Engler argues that there has been a "significant reversal" in left-wing support for Israel since the mid-1980s, and more so in the wake of the mounting boycott, divestments and sanctions (BDS) campaign against Israeli apartheid across North American university campuses.

Engler lists a number of long-term goals such as halting all weapons sales to Israel, revoking the JNF's charitable status, pressuring unions to divest from State of Israel Bonds and rescinding security agreements with Israel.

More generally, he calls for “de-ethnicising” the conflict, emphasising that it is not an Arab or Jewish question but one about basic human dignity. This is the direction the anti-apartheid and BDS campaign has taken for many years now.

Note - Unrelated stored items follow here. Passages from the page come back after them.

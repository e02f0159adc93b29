//! Normal/abnormal status evaluation.
//!
//! A sensor is judged from a single reading: it is `NoData` unless every
//! known parameter is present, `Normal` when every parameter lies inside its
//! inclusive normal range, and `Warning` otherwise.

use serde::Serialize;

use super::config_store::ConfigStore;
use super::model::Reading;

/// Derived tri-state status of a sensor.
#[derive(Debug, Clone, Copy, PartialEq, Eq, PartialOrd, Ord, Hash, Serialize)]
pub enum Status {
    NoData,
    Normal,
    Warning,
}

impl Status {
    /// Returns a short symbol for display.
    pub fn symbol(&self) -> &'static str {
        match self {
            Status::NoData => "--",
            Status::Normal => "OK",
            Status::Warning => "WARN",
        }
    }

    pub fn label(&self) -> &'static str {
        match self {
            Status::NoData => "No data",
            Status::Normal => "Normal",
            Status::Warning => "Attention",
        }
    }
}

/// A status together with the reading it was computed from.
#[derive(Debug, Clone, PartialEq, Serialize)]
pub struct SensorStatus {
    pub status: Status,
    pub reading: Reading,
}

/// Evaluates readings against the normal ranges held by a [`ConfigStore`].
#[derive(Debug, Clone, Copy)]
pub struct StatusEvaluator<'a> {
    store: &'a ConfigStore,
}

impl<'a> StatusEvaluator<'a> {
    pub fn new(store: &'a ConfigStore) -> Self {
        Self { store }
    }

    /// Inclusive range check: `norm_min <= value <= norm_max`.
    pub fn is_parameter_normal(&self, parameter_key: &str, value: f64) -> bool {
        let cfg = self.store.get(parameter_key);
        value >= cfg.norm_min && value <= cfg.norm_max
    }

    /// A reading is complete when it has a value for every known parameter.
    pub fn is_complete(&self, reading: &Reading) -> bool {
        self.store.parameter_keys().all(|key| reading.values.contains_key(key))
    }

    /// Evaluate one reading.
    pub fn evaluate(&self, reading: Reading) -> SensorStatus {
        let status = if !self.is_complete(&reading) {
            Status::NoData
        } else if reading
            .values
            .iter()
            .all(|(key, value)| self.is_parameter_normal(key, *value))
        {
            Status::Normal
        } else {
            Status::Warning
        };

        SensorStatus { status, reading }
    }

    /// Keys of the parameters in `reading` that are outside their range.
    pub fn out_of_range(&self, reading: &Reading) -> Vec<String> {
        reading
            .values
            .iter()
            .filter(|(key, value)| !self.is_parameter_normal(key, **value))
            .map(|(key, _)| key.clone())
            .collect()
    }
}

Canada and Israel: Building Apartheid is a harsh reminder of what this campaign is up against. Engler seems to think the issue is mostly about ignorance. But just as one cannot underestimate the power of moral argument and human solidarity appeals, one must not overestimate it.

Calculations of cost and benefit are crucial. Israel will only relent when the cost of its apartheid system outweighs the benefits.

This is the logic behind mainstreaming BDS beyond the conscientious few. There are billions of dollars in education, industry and business at stake in the joint building of apartheid between Canada and Israel.

The question Engler's book forces us to consider is: after showing the ugly face of Canadian-Israeli collusion, how can one make ending it more beneficial than costly for most Canadians?

[Hicham Safieddine is a Toronto-based researcher and journalist. Abridged from Electronic Intifada.]